Commencing at 06:45 on 6 April, the Luftwaffe launched Operation Retribution, a series of concerted bombing attacks on Belgrade that coincided with air and ground attacks throughout the country. Several waves of German aircraft approached Belgrade during the day, initially Junkers Ju 87 "Stuka" dive-bombers escorted by fighters. All of the Bf 109E-3s of the 51st Fighter Group scrambled to meet the first onslaught, and they were soon joined by the Messerschmitts of 32nd Fighter Group. Seven claims were made by the pilots of the 102nd Squadron of the 51st Fighter Group, losing five aircraft in return. The 32nd Fighter Group Messerschmitts claimed another four bombers for the loss of two of their own, although several more Yugoslav fighters were hit and damaged. During the initial melee, Yugoslav anti-aircraft guns had fired at the Yugoslav Messerschmitts as well as the German ones, unable to distinguish between them.

===Yugoslav Air Force===
In October 1944, advancing Partisan forces captured eight Bf 109Gs at Kovin, which were supplemented by more Bf 109s in May 1945. Some of these aircraft were made airworthy and pressed into service, flying sorties against Chetnik forces in Bosnia in early May 1945 and against Croat forces in Posavina late that month.
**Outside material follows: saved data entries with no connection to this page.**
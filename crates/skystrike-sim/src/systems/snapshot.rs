//! Snapshot system: queries the ECS world and builds a complete GameSnapshot.
//!
//! This system is read-only — it never modifies the world.

use hecs::World;

use skystrike_core::components::*;
use skystrike_core::enums::*;
use skystrike_core::events::GameEvent;
use skystrike_core::state::*;
use skystrike_core::types::{GameTime, Position};

use crate::level::LevelPolicy;

/// Build a complete GameSnapshot from the current world state.
pub fn build(
    world: &World,
    time: &GameTime,
    phase: GamePhase,
    policy: Option<&LevelPolicy>,
    events: Vec<GameEvent>,
) -> GameSnapshot {
    GameSnapshot {
        time: *time,
        phase,
        level: policy.map(|p| p.level),
        player: build_player(world, policy),
        boss: build_boss(world),
        actors: build_actors(world),
        events,
    }
}

/// Build the ActorView list, sorted by id for stable iteration order.
fn build_actors(world: &World) -> Vec<ActorView> {
    let mut actors: Vec<ActorView> = world
        .query::<(&ActorId, &ActorKind, &Position, &Sprite)>()
        .iter()
        .map(|(_, (id, kind, pos, sprite))| ActorView {
            id: id.0,
            kind: *kind,
            position: *pos,
            visible: sprite.visible,
        })
        .collect();

    actors.sort_by_key(|a| a.id);
    actors
}

/// Build the HUD view of the player, if a level is active.
fn build_player(world: &World, policy: Option<&LevelPolicy>) -> Option<PlayerView> {
    world
        .query::<(&PlayerState, &Health, &FriendlyUnit)>()
        .iter()
        .next()
        .map(|(_, (state, health, _))| {
            let target = policy.map(|p| p.kill_target()).unwrap_or(0);
            PlayerView {
                health: health.current,
                kills: state.kills,
                kills_remaining: target.saturating_sub(state.kills),
                invincible: state.invincible_ticks > 0,
            }
        })
}

/// Build the HUD view of the boss, if one is alive.
fn build_boss(world: &World) -> Option<BossView> {
    world
        .query::<(&BossState, &Health)>()
        .iter()
        .next()
        .map(|(_, (state, health))| BossView {
            health: health.current,
            shielded: state.shielded,
        })
}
They saw little use after the end of the fighting, and were scrapped in 1947. In 1947, Bulgaria realised that it had a surplus of aircraft above what would be allowed by the Paris Peace Treaties, and rather than scrap them, it was decided that they would be transferred to Yugoslavia, reinforcing the newly established Jugoslovensko Ratno Vazduhoplovstvo (JRV) or Yugoslav Air Force. An initial delivery of 48 dismantled Bf 109s was made in March 1947, and in July that year agreement was made to transfer another 43 Bf 109s, with 12 aircraft being converted to two-seaters. In 1949, political disagreements between Yugoslavia and the Soviet Union (known as the Tito–Stalin split) caused deliveries from Bulgaria to be stopped after 53 single-seaters (known as Me 109s rather than Bf 109s in JRV service) and six two seaters (designated UMe 109s) had been received. Three more single-seaters were converted to UMe 109 trainers in 1951.

The Me 109s equipped the 83rd IAP (Iovacki Avio Puk - fighter regiment) and the 172nd IAP. Both units suffered high accident rates, and by the end of 1951, operational strength had dropped to 26 single-seaters and 7 two seaters. In 1952, Yugoslavia received large numbers of Republic F-47D Thunderbolts from the United States, together with extensive stocks of spares, and this allowed the Messerschmitts to be replaced that year, with the aircraft going into storage. They were scrapped in 1955.

==Surviving examples==
Two ex-JRV Bf 109Gs survived the retirement and scrapping of Yugoslavia's Bf 109s:
- Bf 109G-2 Werknummer 14792: Built at Wiener Neustadter Flugzeugwerk (WNF) in January 1943. Service with JRV from December 1948. Displayed at Aeronautical Museum Belgrade since 1961 and displayed as 'White 63'.
- Bf 109G-10 Werknummer 610937: Built at WNF in January 1945. To JRV in March 1947. To faculty of Mechanical Engineering, Belgrade 1952 and sold to US 1986.